▼

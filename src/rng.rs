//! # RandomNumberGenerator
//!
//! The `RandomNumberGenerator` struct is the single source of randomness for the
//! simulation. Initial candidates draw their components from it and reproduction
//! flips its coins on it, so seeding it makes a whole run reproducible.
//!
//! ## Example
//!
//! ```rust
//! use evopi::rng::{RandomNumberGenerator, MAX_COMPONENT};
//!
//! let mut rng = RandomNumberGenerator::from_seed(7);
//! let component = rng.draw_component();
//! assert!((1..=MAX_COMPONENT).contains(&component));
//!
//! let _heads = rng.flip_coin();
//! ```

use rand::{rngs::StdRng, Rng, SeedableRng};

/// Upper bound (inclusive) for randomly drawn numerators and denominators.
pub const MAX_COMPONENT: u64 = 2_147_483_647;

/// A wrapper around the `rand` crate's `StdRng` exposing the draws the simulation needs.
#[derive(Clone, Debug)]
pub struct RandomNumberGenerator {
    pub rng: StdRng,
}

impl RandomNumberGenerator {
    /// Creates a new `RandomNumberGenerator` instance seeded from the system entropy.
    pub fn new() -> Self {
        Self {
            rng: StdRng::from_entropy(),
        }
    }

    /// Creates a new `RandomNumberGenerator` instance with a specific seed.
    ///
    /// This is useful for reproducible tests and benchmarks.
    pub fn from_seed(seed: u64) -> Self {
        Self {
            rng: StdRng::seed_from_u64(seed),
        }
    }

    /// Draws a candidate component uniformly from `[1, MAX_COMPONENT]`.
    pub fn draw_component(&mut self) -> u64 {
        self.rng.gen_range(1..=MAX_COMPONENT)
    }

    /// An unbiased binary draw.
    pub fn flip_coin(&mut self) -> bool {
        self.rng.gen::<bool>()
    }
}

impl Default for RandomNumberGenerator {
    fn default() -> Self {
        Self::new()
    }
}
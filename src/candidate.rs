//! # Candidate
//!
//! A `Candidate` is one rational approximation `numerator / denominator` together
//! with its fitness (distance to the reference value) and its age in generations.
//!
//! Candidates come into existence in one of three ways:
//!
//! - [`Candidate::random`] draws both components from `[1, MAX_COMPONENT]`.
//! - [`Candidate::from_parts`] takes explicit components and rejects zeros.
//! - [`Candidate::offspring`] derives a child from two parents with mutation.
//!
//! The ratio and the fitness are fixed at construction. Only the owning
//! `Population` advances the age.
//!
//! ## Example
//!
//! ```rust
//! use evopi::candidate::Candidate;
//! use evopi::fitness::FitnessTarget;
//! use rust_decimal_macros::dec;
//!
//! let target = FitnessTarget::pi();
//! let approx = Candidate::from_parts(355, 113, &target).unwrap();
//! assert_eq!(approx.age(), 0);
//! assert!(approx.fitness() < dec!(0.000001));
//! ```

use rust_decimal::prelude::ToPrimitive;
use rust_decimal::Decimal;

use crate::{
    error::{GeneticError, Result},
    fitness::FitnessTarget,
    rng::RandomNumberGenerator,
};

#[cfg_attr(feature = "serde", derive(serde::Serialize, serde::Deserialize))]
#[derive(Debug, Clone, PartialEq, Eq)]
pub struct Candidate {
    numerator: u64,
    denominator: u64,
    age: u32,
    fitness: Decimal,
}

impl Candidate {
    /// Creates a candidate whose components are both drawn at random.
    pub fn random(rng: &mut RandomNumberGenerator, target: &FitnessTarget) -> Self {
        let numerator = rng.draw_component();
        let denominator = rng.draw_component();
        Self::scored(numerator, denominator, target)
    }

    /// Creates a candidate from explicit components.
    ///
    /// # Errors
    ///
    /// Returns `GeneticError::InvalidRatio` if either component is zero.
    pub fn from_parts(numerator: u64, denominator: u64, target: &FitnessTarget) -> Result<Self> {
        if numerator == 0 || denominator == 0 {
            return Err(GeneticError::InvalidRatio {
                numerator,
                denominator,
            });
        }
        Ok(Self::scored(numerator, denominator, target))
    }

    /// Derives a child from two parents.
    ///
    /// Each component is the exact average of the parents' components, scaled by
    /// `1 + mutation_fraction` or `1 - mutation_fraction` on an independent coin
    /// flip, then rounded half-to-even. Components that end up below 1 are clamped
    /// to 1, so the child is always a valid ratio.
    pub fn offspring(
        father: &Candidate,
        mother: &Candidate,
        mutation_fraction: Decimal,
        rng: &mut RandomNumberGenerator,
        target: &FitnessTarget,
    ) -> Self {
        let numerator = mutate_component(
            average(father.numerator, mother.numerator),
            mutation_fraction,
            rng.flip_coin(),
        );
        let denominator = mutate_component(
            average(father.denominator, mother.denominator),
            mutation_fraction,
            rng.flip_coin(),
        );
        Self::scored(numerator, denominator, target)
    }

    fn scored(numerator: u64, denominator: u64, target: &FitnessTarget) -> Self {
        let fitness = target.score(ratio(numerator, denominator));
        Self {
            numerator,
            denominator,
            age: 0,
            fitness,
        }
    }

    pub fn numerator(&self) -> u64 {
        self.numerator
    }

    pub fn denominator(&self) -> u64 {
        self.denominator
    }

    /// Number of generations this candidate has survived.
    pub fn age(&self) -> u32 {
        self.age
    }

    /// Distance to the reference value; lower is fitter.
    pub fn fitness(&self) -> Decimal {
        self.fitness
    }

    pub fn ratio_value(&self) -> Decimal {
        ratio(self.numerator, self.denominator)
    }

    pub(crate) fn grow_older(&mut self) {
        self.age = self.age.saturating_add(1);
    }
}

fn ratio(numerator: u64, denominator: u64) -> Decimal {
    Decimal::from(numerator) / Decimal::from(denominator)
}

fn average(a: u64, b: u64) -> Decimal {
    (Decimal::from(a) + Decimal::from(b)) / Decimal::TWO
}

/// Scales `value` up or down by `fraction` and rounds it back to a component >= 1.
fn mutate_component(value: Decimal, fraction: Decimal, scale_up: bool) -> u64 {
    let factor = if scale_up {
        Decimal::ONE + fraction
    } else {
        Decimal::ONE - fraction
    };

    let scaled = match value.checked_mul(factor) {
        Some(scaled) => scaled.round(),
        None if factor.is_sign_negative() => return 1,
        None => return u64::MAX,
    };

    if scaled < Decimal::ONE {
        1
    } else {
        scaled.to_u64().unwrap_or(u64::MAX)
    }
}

▲
▼

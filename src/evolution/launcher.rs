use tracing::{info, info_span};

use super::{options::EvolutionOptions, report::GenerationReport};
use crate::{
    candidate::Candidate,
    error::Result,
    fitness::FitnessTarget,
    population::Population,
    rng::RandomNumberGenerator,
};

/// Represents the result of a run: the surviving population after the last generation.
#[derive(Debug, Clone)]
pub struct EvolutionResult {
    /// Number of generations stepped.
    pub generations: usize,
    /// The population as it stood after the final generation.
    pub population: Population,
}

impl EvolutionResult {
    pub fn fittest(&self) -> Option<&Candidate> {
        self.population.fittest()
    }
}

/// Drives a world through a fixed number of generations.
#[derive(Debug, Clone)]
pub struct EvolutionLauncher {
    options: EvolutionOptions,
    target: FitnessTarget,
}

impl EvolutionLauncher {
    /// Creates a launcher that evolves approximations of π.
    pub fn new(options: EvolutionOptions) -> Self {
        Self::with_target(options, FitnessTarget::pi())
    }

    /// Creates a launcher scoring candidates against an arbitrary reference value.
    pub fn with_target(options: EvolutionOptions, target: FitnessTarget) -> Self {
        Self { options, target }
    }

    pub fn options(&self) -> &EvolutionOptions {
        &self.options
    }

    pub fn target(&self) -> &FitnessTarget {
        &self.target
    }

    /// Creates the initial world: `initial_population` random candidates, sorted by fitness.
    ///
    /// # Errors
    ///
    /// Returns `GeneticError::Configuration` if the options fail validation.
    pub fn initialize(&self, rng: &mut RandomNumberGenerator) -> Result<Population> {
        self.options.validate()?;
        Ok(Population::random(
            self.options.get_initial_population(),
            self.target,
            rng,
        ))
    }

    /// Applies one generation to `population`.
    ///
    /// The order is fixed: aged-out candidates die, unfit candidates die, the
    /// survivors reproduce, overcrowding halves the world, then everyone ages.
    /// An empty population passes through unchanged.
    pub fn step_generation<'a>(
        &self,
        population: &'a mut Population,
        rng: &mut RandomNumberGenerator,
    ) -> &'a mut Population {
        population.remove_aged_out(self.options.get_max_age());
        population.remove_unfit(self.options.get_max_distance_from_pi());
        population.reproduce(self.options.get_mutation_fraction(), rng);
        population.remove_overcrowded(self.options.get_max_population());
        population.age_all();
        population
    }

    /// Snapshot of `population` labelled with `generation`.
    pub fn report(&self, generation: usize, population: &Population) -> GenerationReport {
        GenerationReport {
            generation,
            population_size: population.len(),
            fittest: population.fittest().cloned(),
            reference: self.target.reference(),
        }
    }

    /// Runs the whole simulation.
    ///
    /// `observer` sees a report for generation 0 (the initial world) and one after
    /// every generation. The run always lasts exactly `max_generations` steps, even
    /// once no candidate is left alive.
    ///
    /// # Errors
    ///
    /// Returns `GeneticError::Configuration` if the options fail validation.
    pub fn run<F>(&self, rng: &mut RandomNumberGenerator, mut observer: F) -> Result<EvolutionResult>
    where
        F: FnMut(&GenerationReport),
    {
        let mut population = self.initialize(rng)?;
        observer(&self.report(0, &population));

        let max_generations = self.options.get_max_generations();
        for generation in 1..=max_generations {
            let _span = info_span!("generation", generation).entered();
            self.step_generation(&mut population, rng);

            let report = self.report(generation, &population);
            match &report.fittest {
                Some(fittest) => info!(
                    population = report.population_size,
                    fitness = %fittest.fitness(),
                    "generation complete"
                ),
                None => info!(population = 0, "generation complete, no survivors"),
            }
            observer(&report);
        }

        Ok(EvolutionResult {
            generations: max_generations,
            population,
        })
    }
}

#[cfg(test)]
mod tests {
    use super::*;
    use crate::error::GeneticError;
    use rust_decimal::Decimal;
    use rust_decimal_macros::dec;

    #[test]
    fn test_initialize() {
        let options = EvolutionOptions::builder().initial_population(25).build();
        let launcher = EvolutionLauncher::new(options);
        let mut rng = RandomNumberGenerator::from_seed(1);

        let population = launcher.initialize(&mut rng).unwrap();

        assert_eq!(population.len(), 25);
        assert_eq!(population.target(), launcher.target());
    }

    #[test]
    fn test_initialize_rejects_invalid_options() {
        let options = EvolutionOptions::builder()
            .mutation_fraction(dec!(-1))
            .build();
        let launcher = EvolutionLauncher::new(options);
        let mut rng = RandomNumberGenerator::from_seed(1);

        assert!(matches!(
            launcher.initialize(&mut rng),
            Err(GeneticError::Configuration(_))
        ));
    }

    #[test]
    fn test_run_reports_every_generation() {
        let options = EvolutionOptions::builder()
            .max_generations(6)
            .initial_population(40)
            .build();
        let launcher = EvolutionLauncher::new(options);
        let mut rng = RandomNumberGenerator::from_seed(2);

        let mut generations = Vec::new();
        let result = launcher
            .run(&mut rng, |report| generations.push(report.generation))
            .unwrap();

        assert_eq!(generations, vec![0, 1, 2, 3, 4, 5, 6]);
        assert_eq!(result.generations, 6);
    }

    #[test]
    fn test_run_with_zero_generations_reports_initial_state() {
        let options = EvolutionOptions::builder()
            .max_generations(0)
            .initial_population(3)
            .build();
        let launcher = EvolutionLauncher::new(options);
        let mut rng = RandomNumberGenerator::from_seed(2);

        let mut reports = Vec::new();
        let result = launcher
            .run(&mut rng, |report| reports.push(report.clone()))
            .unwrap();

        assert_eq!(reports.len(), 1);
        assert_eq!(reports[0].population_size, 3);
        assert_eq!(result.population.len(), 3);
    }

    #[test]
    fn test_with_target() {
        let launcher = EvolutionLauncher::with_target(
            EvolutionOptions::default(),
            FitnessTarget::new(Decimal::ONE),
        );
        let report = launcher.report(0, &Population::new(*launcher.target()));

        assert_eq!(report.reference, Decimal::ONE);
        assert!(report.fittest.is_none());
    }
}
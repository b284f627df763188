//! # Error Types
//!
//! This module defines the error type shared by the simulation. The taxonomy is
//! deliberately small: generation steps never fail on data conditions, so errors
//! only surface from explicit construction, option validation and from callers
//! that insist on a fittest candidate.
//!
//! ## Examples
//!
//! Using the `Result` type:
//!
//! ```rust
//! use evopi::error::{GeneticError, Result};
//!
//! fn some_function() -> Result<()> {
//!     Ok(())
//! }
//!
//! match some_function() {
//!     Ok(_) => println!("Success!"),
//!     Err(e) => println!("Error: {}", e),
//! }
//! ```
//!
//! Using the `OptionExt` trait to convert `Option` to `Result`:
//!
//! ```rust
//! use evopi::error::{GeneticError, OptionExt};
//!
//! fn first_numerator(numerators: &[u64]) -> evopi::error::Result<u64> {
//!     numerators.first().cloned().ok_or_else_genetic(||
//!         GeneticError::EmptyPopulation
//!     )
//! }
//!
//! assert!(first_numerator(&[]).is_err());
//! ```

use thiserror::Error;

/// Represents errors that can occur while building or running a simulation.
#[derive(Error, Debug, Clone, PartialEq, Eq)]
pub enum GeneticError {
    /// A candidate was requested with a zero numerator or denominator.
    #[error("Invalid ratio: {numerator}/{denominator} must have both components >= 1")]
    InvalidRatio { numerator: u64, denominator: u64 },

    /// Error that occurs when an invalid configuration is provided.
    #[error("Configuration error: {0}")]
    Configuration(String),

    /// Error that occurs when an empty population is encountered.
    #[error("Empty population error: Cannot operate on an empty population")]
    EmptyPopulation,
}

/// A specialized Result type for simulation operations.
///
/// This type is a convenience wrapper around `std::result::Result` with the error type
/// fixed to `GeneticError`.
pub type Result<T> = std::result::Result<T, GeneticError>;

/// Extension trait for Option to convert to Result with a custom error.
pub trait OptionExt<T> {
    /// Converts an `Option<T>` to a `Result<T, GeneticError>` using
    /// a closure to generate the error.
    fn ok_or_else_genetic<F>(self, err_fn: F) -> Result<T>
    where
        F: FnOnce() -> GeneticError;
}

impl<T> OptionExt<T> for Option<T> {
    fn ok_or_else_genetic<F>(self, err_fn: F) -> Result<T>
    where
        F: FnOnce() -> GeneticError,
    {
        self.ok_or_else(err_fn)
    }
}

▲

*AIM OF THE TASK*:
Copy out every line of the data where the word "scored" occurs.

*EXERCISE RESPONSE*:
        Self::scored(numerator, denominator, target)
        Ok(Self::scored(numerator, denominator, target))
        Self::scored(numerator, denominator, target)
    fn scored(numerator: u64, denominator: u64, target: &FitnessTarget) -> Self {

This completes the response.